If you are an IT leader, particularly in a mid-sized or small organization, here are some mission-critical data security questions for you to consider.
- When was the last time you voluntarily submitted to having a security audit focusing on password use in your organization?
- Have you submitted to a third-party penetration test to assess, among other things, how vulnerable are the passwords currently in use in your organization?
- How would you rate your visibility into the relative password strengths used by company employees?
- Have you documented and enforced a formal password policy regarding items such as password complexity and expiration?
- Does your group lead formal password education seminars for all employees?
- Have you added additional factors to authenticate users?
If after reading these questions you are shuffling your feet beneath the desk when answering ‘no’ or ‘somewhat’ to these questions, the good news is you aren’t alone. The bad news is that there is a lot you should be doing but are not doing to combat a huge source of data leaks, data theft, and data compromise. In other words, you are turning a blind eye to potentially very costly issues, and blame for such will rightly be cast upon you.
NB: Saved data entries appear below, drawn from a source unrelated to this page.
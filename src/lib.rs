pub mod astronomy {
    pub mod sunlongitude;
    pub mod equinox;
}

pub mod configuration;

pub mod data {
    pub mod syukujitsu;
    pub mod rules;
}

pub mod holiday;

pub mod loader {
    pub mod loadererror;
    pub mod ruleloader;
    pub mod syukujitsucsv;
}

pub mod time {
    pub mod utility;
    pub mod rangeofdates;

    pub mod recurringholiday {
        pub mod recurringholiday;
        pub mod fixeddateholiday;
        pub mod nthweekdayholiday;
        pub mod equinoxholiday;
        pub mod rulegeneration;
    }

    pub mod calendar {
        pub mod calendarerror;
        pub mod holidaycalendar;
        pub mod statictable;
        pub mod specialholidays;
        pub mod holidaycalculator;
        pub mod japancalendar;
    }
}
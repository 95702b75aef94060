use std::path::PathBuf;

use chrono::NaiveDate;
use clap::{Parser, Subcommand};

/// Japanese national holiday lookup.
#[derive(Parser)]
#[command(name = "holidayjp", version, about = "Japanese national holiday lookup")]
pub struct Cli {
    /// Increase verbosity (-v info, -vv debug, -vvv trace).
    #[arg(short, long, global = true, action = clap::ArgAction::Count)]
    pub verbose: u8,

    /// JSON configuration file; the embedded data is used without one.
    #[arg(short, long, global = true)]
    pub config: Option<PathBuf>,

    #[command(subcommand)]
    pub command: Command,
}

#[derive(Subcommand)]
pub enum Command {
    /// Look up a single day.
    Date {
        /// YYYY-MM-DD
        date: NaiveDate,
    },
    /// List the holidays of one month.
    Month { year: i32, month: u32 },
    /// List the holidays of one year.
    Year { year: i32 },
    /// List the holidays between two days, both included.
    Range { from: NaiveDate, to: NaiveDate },
    /// Compute both equinox days of a year.
    Equinox { year: i32 },
}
Survey says: Weak passwords far too common
Consider the results of a recent major study that found nearly one in five enterprise users use very weak passwords, or share passwords, making their use ‘easily compromised’ according to survey authors. Businesses with higher-than-average percentages of compromised passwords also had a higher-than-average percentage of shared passwords.
Survey authors went a step further, investigating how much time it would take to compromise a password using widely available off-the-shelf cracking hardware/software. For low-complexity passwords – those that are enforced only for overall length – most passwords could be compromised in less than one day. Medium complexity passwords – those enforced for length and some measure of complexity such as capitalization or using a digit as the last character – compromise took a week or less. And for high complexity passwords – which amp up the requirement for special characters along with capitalization – cracking could take upwards of a month.
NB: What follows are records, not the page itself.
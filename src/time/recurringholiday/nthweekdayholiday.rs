use chrono::{
    Datelike,
    NaiveDate,
    Weekday
};

use crate::time::calendar::calendarerror::CalendarError;
use crate::holiday::Holiday;
use crate::time::utility::{days_of_month, is_valid_month};
use super::recurringholiday::RecurringHoliday;

/// Holiday on the n-th given weekday of a month ("Happy Monday" holidays),
/// e.g. 敬老の日 on the third Monday of September.
#[derive(Clone, Debug, PartialEq, Eq)]
pub struct NthWeekdayHoliday {
    month: u32,
    n: u8,
    weekday: Weekday,
    name: String
}

impl NthWeekdayHoliday {
    /// `n` counts from 1 (the first occurrence) to 5.
    pub fn new(month: u32, n: u8, weekday: Weekday, name: impl Into<String>) -> Option<NthWeekdayHoliday> {
        if !is_valid_month(month) || !(1..=5).contains(&n) {
            None
        } else {
            Some(NthWeekdayHoliday { month, n, weekday, name: name.into() })
        }
    }

    pub fn n(&self) -> u8 {
        self.n
    }

    /// Zero-based occurrence index: 0 for the first, 1 for the second, ...
    pub fn ordinal_index(&self) -> u32 {
        (self.n - 1) as u32
    }

    pub fn weekday(&self) -> Weekday {
        self.weekday
    }

    fn day_of_month(&self, year: i32) -> Option<u32> {
        let first = NaiveDate::from_ymd_opt(year, self.month, 1)?;
        let first_weekday = first.weekday().num_days_from_sunday();
        let target = self.weekday.num_days_from_sunday();
        let day = 1 + (target + 7 - first_weekday) % 7 + 7 * self.ordinal_index();
        (day <= days_of_month(year, self.month)).then_some(day)
    }
}

impl RecurringHoliday for NthWeekdayHoliday {
    fn name(&self) -> &str {
        &self.name
    }

    fn month(&self) -> u32 {
        self.month
    }

    fn get_holiday(&self, year: i32) -> Result<Option<Holiday>, CalendarError> {
        Ok(self.day_of_month(year)
            .and_then(|day| NaiveDate::from_ymd_opt(year, self.month, day))
            .map(|d| Holiday::new(d, self.name.as_str())))
    }
}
These and other aspects of the survey findings, coupled with widely reported data of the use of compromised passwords to steal sensitive information, should be ample reason for users to adopt optimal password hygiene practices. But the data also shows they simply don’t, for convenience if nothing else. As one blogger and data scientist sees it, perhaps one percent of business users really cares or is aware that passwords are based often on patterns and these patterns can be tracked and broken in too many cases.
The torch is passed to IT leaders
Thus the onus is clearly upon IT leadership to plug this potentially yawning gap in data security. And there is plenty these leaders can and should be doing to pre-empt the pending disasters awaiting businesses that permit the use of weak passwords.
For starters, it almost goes without saying that consideration of a rock-solid password management solution is job 1. There are several available but no two are created equal. Look for a solution that allows your users to quickly and easily create super high-strength, random passwords without having to actually remember them, while giving administrators the ability to enforce password policies and monitor compliance with the policies you set.
What the better of these systems offer is visibility for IT into all passwords in use. After all, as one major password study found, nearly six in 10 SMBs have no visibility into employees’ password practices. What’s worse, in typical SMBs today, 60% of employees use the same password for everything – and they’re often not strong passwords either.
Next, the importance of ongoing education by IT leaders of all business users cannot be overstated. Education is a pathway to empowerment, and in this regard educating users about password hygiene can make each user better understand his or her important role in protecting data and the organization as well. You don’t necessarily need to conduct password-only education. Just be sure when hosting security training sessions online or live that password security is prominently featured.
By now it should almost be a requirement that multi-factor authentication becomes a business standard. The better password management solutions make it easy to deploy multi-factor authentication, the use of which can dramatically reduce the incidence of compromised passwords. Remember you don’t necessarily need to make things totally bullet-proof to keep hackers and cyber criminals away. Just make it hard enough for them to not want to spend extra time to break in.
Conclusion
We’ve written before that password management is more than an IT problem and it is, namely a problem for senior non-IT execs and for business users. But in the scheme of things, particularly in mid-sized and smaller organizations, IT leadership can and should be the biggest and most effective role to protect sensitive data by insuring bullet-proof passwords are the norm, not the exception.